目前に顕現した死に捉えられた探索者達は、1/1d8の正気度を喪失する。

16.エンディング
瓜生を打倒した探索者達は、やがて朝を迎える。古田やその他のNPCが生き残っていれば、探索者達に感謝を述べるだろう。
本土に連絡するか、昼前になれば迎えの船が来て、探索者達は日常に帰ることができる。
事件については、警察への届け出の有無にかかわらず、エリーの実家からの圧力によって闇へと葬られることになり、表沙汰にはならない。
もし古田が生き残っていれば、彼はその長い命の続く限り、あの館でエリーを弔い続けることだろう。
悪夢の一夜を乗り越え、友人の復讐を果たした探索者達は、1d6の正気度ポイントを獲得する。
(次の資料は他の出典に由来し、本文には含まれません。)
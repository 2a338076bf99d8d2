//! Data packet pieces: checksums, trellis coding helpers, and the header and blocks of
//! alternate multi-block packets.

pub mod block;
pub mod coder;
pub mod crc;
pub mod header;
pub mod interleave;

pub use self::block::{AlternateBlockSet, DataBlock};
pub use self::header::DataHeader;
//! Big-endian integer access within byte slices.

use num::PrimInt;

/// Calculate ceil(a / b).
pub fn div_ceil<T: PrimInt>(a: T, b: T) -> T {
    (a + b - T::one()) / b
}

/// Read a 16-bit word from the first 2 bytes.
pub fn slice_u16(bytes: &[u8]) -> u16 {
    (bytes[0] as u16) << 8 | bytes[1] as u16
}

/// Read a 24-bit word from the first 3 bytes.
pub fn slice_u24(bytes: &[u8]) -> u32 {
    (slice_u16(bytes) as u32) << 8 | bytes[2] as u32
}

/// Read a 32-bit word from the first 4 bytes.
pub fn slice_u32(bytes: &[u8]) -> u32 {
    (slice_u16(bytes) as u32) << 16 | slice_u16(&bytes[2..]) as u32
}

/// Write a 16-bit word into the first 2 bytes.
pub fn put_u16(bytes: &mut [u8], word: u16) {
    bytes[0] = (word >> 8) as u8;
    bytes[1] = word as u8;
}

/// Write the lower 24 bits of the word into the first 3 bytes.
pub fn put_u24(bytes: &mut [u8], word: u32) {
    assert!(word >> 24 == 0);

    bytes[0] = (word >> 16) as u8;
    put_u16(&mut bytes[1..], word as u16);
}

/// Write a 32-bit word into the first 4 bytes.
pub fn put_u32(bytes: &mut [u8], word: u32) {
    put_u16(bytes, (word >> 16) as u16);
    put_u16(&mut bytes[2..], word as u16);
}
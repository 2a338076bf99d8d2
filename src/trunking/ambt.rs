//! Alternate multi-block trunking (AMBT) messages, whose fields span a data header and
//! one or more data blocks.
//!
//! The fields are read from a wide value made of header fields 8 and 9 followed by the
//! user data of the blocks, in order. The header's logical link ID carries the source
//! radio or, for site broadcasts, a packed site identity.

use tracing::debug;

use crate::data::block::AlternateBlockSet;
use crate::data::header::DataHeader;
use crate::error::{FrameFault, Result};
use crate::site::SiteData;
use crate::trunking::Direction;
use crate::trunking::consts::*;
use crate::trunking::fields::Channel;
use crate::value::{FieldReader, FieldWriter};

/// Number of user data bytes that fit in the wide value after the two header fields.
pub const WIDE_DATA_BYTES: usize = 14;

/// Build the wide value from the given header and assembled user data. Missing bytes read
/// as zero and extra bytes are ignored.
pub fn wide_value(header: &DataHeader, user_data: &[u8]) -> u128 {
    let mut bytes = [0; 16];

    bytes[0] = header.ambt_field8;
    bytes[1] = header.ambt_field9;

    let n = user_data.len().min(WIDE_DATA_BYTES);
    bytes[2..2 + n].copy_from_slice(&user_data[..n]);

    u128::from_be_bytes(bytes)
}

/// Layout of one opcode's fields within the wide value.
pub trait AmbtPayload: Sized {
    /// Opcode identifying the message.
    const OPCODE: u8;
    /// Manufacturer ID the opcode belongs to.
    const MFID: u8 = MFID_STANDARD;
    /// Direction the opcode is limited to, or `None` if it's the same in both.
    const DIRECTION: Option<Direction>;
    /// Number of user data bytes the fields occupy after the two header fields.
    const DATA_BYTES: usize;

    /// Unpack the fields from the given header and wide value.
    fn from_wide(header: &DataHeader, value: u128) -> Self;

    /// Pack the fields, returning the logical link ID for the header along with the wide
    /// value.
    fn to_wide(&self, site: &SiteData) -> Result<(u32, u128)>;

    /// Human readable label for the given direction.
    fn describe(dir: Direction) -> &'static str;

    /// Whether the given header, seen travelling in the given direction, introduces this
    /// message.
    fn matches(header: &DataHeader, dir: Direction) -> bool {
        header.is_ambt() && header.ambt_opcode == Self::OPCODE && header.mfid == Self::MFID &&
            Self::DIRECTION.map_or(true, |d| d == dir)
    }

    /// Assemble the block set and decode the message from it.
    fn decode(set: &AlternateBlockSet) -> Result<Self> {
        if !set.header.is_ambt() {
            return Err(FrameFault::UnexpectedFormat.into());
        }

        if set.header.ambt_opcode != Self::OPCODE || set.header.mfid != Self::MFID {
            debug!(opcode = set.header.ambt_opcode, want = Self::OPCODE, "opcode mismatch");
            return Err(FrameFault::OpcodeMismatch.into());
        }

        let data = set.assemble()?;

        Ok(Self::from_wide(&set.header, wide_value(&set.header, &data)))
    }

    /// Encode the message into a header and data blocks travelling in the given direction.
    fn encode(&self, site: &SiteData, dir: Direction) -> Result<AlternateBlockSet> {
        let (llid, value) = self.to_wide(site)?;
        let bytes = value.to_be_bytes();

        let mut header = DataHeader::ambt(dir.is_outbound(), Self::MFID, llid, Self::OPCODE);
        header.ambt_field8 = bytes[0];
        header.ambt_field9 = bytes[1];

        Ok(AlternateBlockSet::from_user_data(header, &bytes[2..2 + Self::DATA_BYTES]))
    }
}

/// Group affiliation request (inbound) or response (outbound).
#[derive(Copy, Clone, Debug, Default, Eq, PartialEq)]
pub struct GrpAff {
    /// WACN ID (20 bits).
    pub net_id: u32,
    /// System ID (12 bits).
    pub sys_id: u16,
    pub group: u16,
    /// Announcement group the talkgroup belongs to.
    pub announce_group: u16,
    /// Radio affiliating, carried in the header.
    pub src_id: u32,
}

impl AmbtPayload for GrpAff {
    const OPCODE: u8 = MBT_IOSP_GRP_AFF;
    const DIRECTION: Option<Direction> = None;
    const DATA_BYTES: usize = 7;

    fn from_wide(header: &DataHeader, value: u128) -> Self {
        let mut r = FieldReader::new(value);
        r.skip(8);

        GrpAff {
            net_id: r.take(20),
            sys_id: r.take(12),
            group: r.take(16),
            announce_group: r.take(16),
            src_id: header.llid,
        }
    }

    fn to_wide(&self, _: &SiteData) -> Result<(u32, u128)> {
        let value = FieldWriter::new()
            .reserved(8)
            .field(20, self.net_id)
            .field(12, self.sys_id)
            .field(16, self.group)
            .field(16, self.announce_group)
            .finish();

        Ok((self.src_id, value))
    }

    fn describe(dir: Direction) -> &'static str {
        match dir {
            Direction::Inbound => "AMBT, IOSP_GRP_AFF (Group Affiliation Request)",
            Direction::Outbound => "AMBT, IOSP_GRP_AFF (Group Affiliation Response)",
        }
    }
}

/// Demand from a subscriber to authenticate the system.
#[derive(Copy, Clone, Debug, Default, Eq, PartialEq)]
pub struct AuthSuDmd {
    /// WACN ID (20 bits).
    pub net_id: u32,
    /// System ID (12 bits).
    pub sys_id: u16,
    pub src_id: u32,
}

impl AmbtPayload for AuthSuDmd {
    const OPCODE: u8 = MBT_ISP_AUTH_SU_DMD;
    const DIRECTION: Option<Direction> = Some(Direction::Inbound);
    const DATA_BYTES: usize = 2;

    fn from_wide(header: &DataHeader, value: u128) -> Self {
        let mut r = FieldReader::new(value);

        AuthSuDmd {
            net_id: r.take(20),
            sys_id: r.take(12),
            src_id: header.llid,
        }
    }

    fn to_wide(&self, _: &SiteData) -> Result<(u32, u128)> {
        let value = FieldWriter::new()
            .field(20, self.net_id)
            .field(12, self.sys_id)
            .finish();

        Ok((self.src_id, value))
    }

    fn describe(_: Direction) -> &'static str {
        "AMBT, ISP_AUTH_SU_DMD (Authentication SU Demand)"
    }
}

/// Status of the RF subsystem, with the site identity packed into the header.
#[derive(Copy, Clone, Debug, Default, Eq, PartialEq)]
pub struct RfssStsBcast {
    pub lra: u8,
    pub net_active: bool,
    /// System ID (12 bits).
    pub sys_id: u16,
    pub rfss_id: u8,
    pub site_id: u8,
    pub tx_channel: Channel,
    pub rx_channel: Channel,
    pub service_class: u8,
}

impl RfssStsBcast {
    /// Describe the given site.
    pub fn from_site(site: &SiteData) -> RfssStsBcast {
        let channel = Channel::new(site.channel_id, site.channel_no);

        RfssStsBcast {
            lra: site.lra,
            net_active: site.net_active,
            sys_id: site.sys_id,
            rfss_id: site.rfss_id,
            site_id: site.site_id,
            tx_channel: channel,
            rx_channel: channel,
            service_class: site.service_class,
        }
    }

    /// Header LLID carrying the registration area and system: `lra` in bits 23-16, the
    /// network active flag in bit 12 and `sys_id` in bits 11-0. Receivers packing
    /// `lra << 12 | 0x1000 | site_id` here read these fields differently.
    fn llid(&self) -> u32 {
        assert!(self.sys_id >> 12 == 0);
        (self.lra as u32) << 16 | (self.net_active as u32) << 12 | self.sys_id as u32
    }
}

impl AmbtPayload for RfssStsBcast {
    const OPCODE: u8 = MBT_OSP_RFSS_STS_BCAST;
    const DIRECTION: Option<Direction> = Some(Direction::Outbound);
    const DATA_BYTES: usize = 7;

    fn from_wide(header: &DataHeader, value: u128) -> Self {
        let mut r = FieldReader::new(value);
        r.skip(16);

        RfssStsBcast {
            lra: (header.llid >> 16) as u8,
            net_active: header.llid >> 12 & 1 == 1,
            sys_id: (header.llid & 0xFFF) as u16,
            rfss_id: r.take(8),
            site_id: r.take(8),
            tx_channel: Channel::from_bits(r.take(16)),
            rx_channel: Channel::from_bits(r.take(16)),
            service_class: r.take(8),
        }
    }

    fn to_wide(&self, site: &SiteData) -> Result<(u32, u128)> {
        let value = FieldWriter::new()
            .reserved(16)
            .field(8, self.rfss_id)
            .field(8, self.site_id)
            .field(16, self.tx_channel.with_default_id(site.channel_id).to_bits())
            .field(16, self.rx_channel.with_default_id(site.channel_id).to_bits())
            .field(8, self.service_class)
            .finish();

        Ok((self.llid(), value))
    }

    fn describe(_: Direction) -> &'static str {
        "AMBT, OSP_RFSS_STS_BCAST (RFSS Status Broadcast)"
    }
}

/// Trunking message decoded from an alternate block set.
#[derive(Clone, Debug, PartialEq)]
pub enum AmbtMessage {
    GrpAff(GrpAff),
    AuthSuDmd(AuthSuDmd),
    RfssStsBcast(RfssStsBcast),
    /// Opcode this crate has no layout for, with its assembled user data.
    Unknown(DataHeader, Vec<u8>),
}

impl AmbtMessage {
    /// Assemble the given block set, seen travelling in the given direction, and decode the
    /// message it carries.
    pub fn decode(set: &AlternateBlockSet, dir: Direction) -> Result<AmbtMessage> {
        let header = &set.header;

        if !header.is_ambt() {
            debug!(format = header.format, "not an alternate trunking packet");
            return Err(FrameFault::UnexpectedFormat.into());
        }

        let data = set.assemble()?;
        let value = wide_value(header, &data);

        Ok(if GrpAff::matches(header, dir) {
            AmbtMessage::GrpAff(GrpAff::from_wide(header, value))
        } else if AuthSuDmd::matches(header, dir) {
            AmbtMessage::AuthSuDmd(AuthSuDmd::from_wide(header, value))
        } else if RfssStsBcast::matches(header, dir) {
            AmbtMessage::RfssStsBcast(RfssStsBcast::from_wide(header, value))
        } else {
            AmbtMessage::Unknown(*header, data)
        })
    }

    /// Encode the message into a header and data blocks travelling in the given direction.
    pub fn encode(&self, site: &SiteData, dir: Direction) -> Result<AlternateBlockSet> {
        match *self {
            AmbtMessage::GrpAff(ref m) => m.encode(site, dir),
            AmbtMessage::AuthSuDmd(ref m) => m.encode(site, dir),
            AmbtMessage::RfssStsBcast(ref m) => m.encode(site, dir),
            AmbtMessage::Unknown(header, ref data) =>
                Ok(AlternateBlockSet::from_user_data(header, data)),
        }
    }

    /// Human readable label for the message in the given direction.
    pub fn describe(&self, dir: Direction) -> &'static str {
        match *self {
            AmbtMessage::GrpAff(_) => GrpAff::describe(dir),
            AmbtMessage::AuthSuDmd(_) => AuthSuDmd::describe(dir),
            AmbtMessage::RfssStsBcast(_) => RfssStsBcast::describe(dir),
            AmbtMessage::Unknown(..) => "AMBT, UNKNOWN",
        }
    }
}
ま
た生存したNPC1名につき、1d2の正気度ポイントを獲得する。

※シナリオのオプション
探索者のうち一人が、探偵である不破と同じ立場の調査員であるというのも面白いだろう。
その探索者はおそらくエリーの死や、エリーと実家の関係について知っており、古田を疑う立場にある。
また屋敷の積極的な探索を行う理由にもなるはずである。
互いに素性を知らない他の探索者とのロールプレイは、一風変わったものになるかもしれない。